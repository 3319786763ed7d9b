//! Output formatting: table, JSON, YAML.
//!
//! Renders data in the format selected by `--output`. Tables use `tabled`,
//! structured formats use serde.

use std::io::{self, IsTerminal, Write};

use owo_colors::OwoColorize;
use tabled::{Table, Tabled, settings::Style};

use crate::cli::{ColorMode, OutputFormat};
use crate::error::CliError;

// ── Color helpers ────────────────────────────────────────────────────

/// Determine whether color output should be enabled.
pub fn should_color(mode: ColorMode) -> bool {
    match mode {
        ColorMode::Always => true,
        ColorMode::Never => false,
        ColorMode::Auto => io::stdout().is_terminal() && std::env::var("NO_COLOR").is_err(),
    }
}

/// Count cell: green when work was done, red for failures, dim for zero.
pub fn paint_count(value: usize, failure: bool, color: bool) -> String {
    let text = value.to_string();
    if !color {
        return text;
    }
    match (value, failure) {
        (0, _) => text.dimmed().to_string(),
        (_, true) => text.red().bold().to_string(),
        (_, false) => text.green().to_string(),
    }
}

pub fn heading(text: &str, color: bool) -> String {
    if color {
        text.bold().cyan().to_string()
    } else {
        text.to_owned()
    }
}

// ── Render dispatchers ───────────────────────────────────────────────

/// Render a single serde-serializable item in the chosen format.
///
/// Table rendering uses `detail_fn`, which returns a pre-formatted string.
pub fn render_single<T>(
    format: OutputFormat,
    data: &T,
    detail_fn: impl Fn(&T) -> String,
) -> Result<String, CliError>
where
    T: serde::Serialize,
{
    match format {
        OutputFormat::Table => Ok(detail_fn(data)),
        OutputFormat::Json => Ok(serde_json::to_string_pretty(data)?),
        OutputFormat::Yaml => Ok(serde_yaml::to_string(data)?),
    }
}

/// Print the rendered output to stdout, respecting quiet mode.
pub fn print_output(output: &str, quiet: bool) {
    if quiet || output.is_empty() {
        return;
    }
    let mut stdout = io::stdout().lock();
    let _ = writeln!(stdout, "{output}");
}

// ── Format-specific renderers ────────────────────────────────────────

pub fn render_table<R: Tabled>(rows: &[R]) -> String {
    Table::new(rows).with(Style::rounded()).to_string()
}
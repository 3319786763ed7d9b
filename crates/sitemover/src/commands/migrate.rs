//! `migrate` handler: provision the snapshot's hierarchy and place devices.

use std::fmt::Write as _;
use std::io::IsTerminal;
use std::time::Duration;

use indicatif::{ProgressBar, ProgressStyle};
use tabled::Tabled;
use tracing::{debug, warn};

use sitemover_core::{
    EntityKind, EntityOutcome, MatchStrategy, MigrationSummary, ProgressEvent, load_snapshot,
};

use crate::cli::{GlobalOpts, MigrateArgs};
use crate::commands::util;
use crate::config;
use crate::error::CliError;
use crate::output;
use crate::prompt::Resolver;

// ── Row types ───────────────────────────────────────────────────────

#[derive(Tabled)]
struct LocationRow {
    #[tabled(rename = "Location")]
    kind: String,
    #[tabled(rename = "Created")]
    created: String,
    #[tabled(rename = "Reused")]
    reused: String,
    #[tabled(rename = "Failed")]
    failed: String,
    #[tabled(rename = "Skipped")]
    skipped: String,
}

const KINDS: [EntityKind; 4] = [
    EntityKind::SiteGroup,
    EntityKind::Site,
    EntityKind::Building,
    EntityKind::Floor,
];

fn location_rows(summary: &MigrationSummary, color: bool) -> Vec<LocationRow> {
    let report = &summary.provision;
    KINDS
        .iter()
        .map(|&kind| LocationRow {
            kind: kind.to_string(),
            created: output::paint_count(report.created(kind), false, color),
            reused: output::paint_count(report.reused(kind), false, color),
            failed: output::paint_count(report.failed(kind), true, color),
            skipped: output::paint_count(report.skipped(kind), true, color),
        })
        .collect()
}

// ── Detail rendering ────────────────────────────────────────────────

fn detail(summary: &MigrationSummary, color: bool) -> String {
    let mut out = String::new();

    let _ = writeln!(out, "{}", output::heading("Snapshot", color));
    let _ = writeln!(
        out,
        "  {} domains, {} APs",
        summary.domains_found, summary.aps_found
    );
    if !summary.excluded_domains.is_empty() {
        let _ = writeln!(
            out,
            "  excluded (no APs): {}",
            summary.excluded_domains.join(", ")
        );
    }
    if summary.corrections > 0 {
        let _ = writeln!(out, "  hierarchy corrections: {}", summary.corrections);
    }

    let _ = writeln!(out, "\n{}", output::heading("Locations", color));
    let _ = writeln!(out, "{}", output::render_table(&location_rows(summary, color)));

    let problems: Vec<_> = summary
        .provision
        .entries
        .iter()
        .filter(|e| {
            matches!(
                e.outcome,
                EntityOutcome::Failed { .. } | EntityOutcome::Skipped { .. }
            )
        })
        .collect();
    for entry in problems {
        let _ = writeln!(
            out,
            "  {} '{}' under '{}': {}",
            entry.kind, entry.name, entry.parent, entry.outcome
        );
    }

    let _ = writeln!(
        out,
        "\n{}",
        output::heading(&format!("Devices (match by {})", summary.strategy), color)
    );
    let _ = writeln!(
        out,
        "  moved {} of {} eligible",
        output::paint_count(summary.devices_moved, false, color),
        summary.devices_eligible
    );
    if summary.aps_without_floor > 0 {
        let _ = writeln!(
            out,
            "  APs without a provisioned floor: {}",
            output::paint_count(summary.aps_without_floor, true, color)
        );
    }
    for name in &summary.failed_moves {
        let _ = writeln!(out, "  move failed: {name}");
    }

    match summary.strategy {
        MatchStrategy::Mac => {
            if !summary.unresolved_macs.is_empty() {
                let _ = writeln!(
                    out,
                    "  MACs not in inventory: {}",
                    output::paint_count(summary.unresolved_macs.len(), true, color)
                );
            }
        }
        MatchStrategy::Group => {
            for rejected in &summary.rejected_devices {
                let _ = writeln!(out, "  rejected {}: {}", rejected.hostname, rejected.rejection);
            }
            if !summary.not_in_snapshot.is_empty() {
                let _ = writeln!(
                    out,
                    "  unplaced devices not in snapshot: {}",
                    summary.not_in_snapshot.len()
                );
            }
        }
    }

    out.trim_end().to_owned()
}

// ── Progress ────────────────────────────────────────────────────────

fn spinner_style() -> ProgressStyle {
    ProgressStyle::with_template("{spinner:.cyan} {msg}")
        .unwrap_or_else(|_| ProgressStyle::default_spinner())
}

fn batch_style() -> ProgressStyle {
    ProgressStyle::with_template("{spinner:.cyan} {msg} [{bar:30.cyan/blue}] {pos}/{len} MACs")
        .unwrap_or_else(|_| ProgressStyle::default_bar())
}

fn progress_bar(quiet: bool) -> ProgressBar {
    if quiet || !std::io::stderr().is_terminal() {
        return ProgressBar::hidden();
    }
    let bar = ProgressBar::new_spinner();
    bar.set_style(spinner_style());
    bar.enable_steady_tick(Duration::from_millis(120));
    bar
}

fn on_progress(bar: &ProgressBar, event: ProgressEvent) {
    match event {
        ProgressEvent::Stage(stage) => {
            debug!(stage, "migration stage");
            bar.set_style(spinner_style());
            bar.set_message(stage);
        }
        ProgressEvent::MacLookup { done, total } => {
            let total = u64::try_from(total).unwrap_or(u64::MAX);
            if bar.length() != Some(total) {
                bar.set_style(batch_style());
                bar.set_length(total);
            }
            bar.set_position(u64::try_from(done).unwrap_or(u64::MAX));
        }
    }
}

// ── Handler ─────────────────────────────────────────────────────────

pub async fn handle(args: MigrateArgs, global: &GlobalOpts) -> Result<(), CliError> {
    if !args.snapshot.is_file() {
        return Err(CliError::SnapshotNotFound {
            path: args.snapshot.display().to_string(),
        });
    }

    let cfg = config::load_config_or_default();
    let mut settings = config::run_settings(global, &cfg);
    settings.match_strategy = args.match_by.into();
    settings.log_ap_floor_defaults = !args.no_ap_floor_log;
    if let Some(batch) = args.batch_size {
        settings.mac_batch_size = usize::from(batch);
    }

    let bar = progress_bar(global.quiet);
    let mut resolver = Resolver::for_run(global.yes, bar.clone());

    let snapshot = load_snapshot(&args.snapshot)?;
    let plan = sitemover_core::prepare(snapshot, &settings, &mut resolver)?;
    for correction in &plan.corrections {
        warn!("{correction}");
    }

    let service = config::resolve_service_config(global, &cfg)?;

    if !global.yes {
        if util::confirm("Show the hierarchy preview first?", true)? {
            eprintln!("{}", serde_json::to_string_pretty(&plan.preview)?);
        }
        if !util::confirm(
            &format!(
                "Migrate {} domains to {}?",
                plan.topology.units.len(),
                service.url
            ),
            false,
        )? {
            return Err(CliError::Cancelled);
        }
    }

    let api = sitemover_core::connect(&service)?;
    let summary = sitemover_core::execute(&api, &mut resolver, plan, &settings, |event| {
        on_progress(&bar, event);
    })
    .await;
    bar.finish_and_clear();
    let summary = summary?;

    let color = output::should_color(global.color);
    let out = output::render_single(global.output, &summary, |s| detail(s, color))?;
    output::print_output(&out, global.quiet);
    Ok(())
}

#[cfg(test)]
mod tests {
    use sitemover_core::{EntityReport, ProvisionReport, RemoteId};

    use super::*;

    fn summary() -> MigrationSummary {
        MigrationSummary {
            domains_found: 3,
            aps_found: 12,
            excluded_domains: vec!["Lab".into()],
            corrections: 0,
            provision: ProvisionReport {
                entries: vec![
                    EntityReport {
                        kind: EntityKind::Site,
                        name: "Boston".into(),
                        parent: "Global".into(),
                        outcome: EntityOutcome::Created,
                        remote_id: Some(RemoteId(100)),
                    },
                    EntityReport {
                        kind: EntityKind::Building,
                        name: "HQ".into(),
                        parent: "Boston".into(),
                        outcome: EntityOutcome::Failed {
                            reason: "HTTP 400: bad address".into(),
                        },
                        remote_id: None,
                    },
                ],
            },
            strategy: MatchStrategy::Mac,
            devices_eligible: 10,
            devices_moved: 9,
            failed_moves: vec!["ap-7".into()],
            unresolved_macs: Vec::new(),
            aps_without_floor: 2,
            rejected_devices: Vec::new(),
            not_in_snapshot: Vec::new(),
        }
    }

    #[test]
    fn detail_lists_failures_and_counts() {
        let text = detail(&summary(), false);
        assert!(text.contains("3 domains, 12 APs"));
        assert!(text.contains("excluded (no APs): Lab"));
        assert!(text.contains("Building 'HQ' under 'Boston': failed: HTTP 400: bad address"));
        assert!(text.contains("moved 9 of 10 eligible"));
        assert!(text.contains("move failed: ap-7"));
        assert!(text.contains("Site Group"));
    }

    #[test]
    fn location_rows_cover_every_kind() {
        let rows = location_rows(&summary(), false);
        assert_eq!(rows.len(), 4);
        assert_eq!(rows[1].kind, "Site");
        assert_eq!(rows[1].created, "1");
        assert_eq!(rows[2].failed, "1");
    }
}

_ _ _

● **Try it**
Every line from the first through the one containing "dim for zero." in the listing above must be given again exactly, with nothing else alongside.

● **Answer section**
repository 3319786763ed7d9b
//! Output formatting: table, JSON, YAML.
//!
//! Renders data in the format selected by `--output`. Tables use `tabled`,
//! structured formats use serde.

use std::io::{self, IsTerminal, Write};

use owo_colors::OwoColorize;
use tabled::{Table, Tabled, settings::Style};

use crate::cli::{ColorMode, OutputFormat};
use crate::error::CliError;

// ── Color helpers ────────────────────────────────────────────────────

/// Determine whether color output should be enabled.
pub fn should_color(mode: ColorMode) -> bool {
    match mode {
        ColorMode::Always => true,
        ColorMode::Never => false,
        ColorMode::Auto => io::stdout().is_terminal() && std::env::var("NO_COLOR").is_err(),
    }
}

/// Count cell: green when work was done, red for failures, dim for zero.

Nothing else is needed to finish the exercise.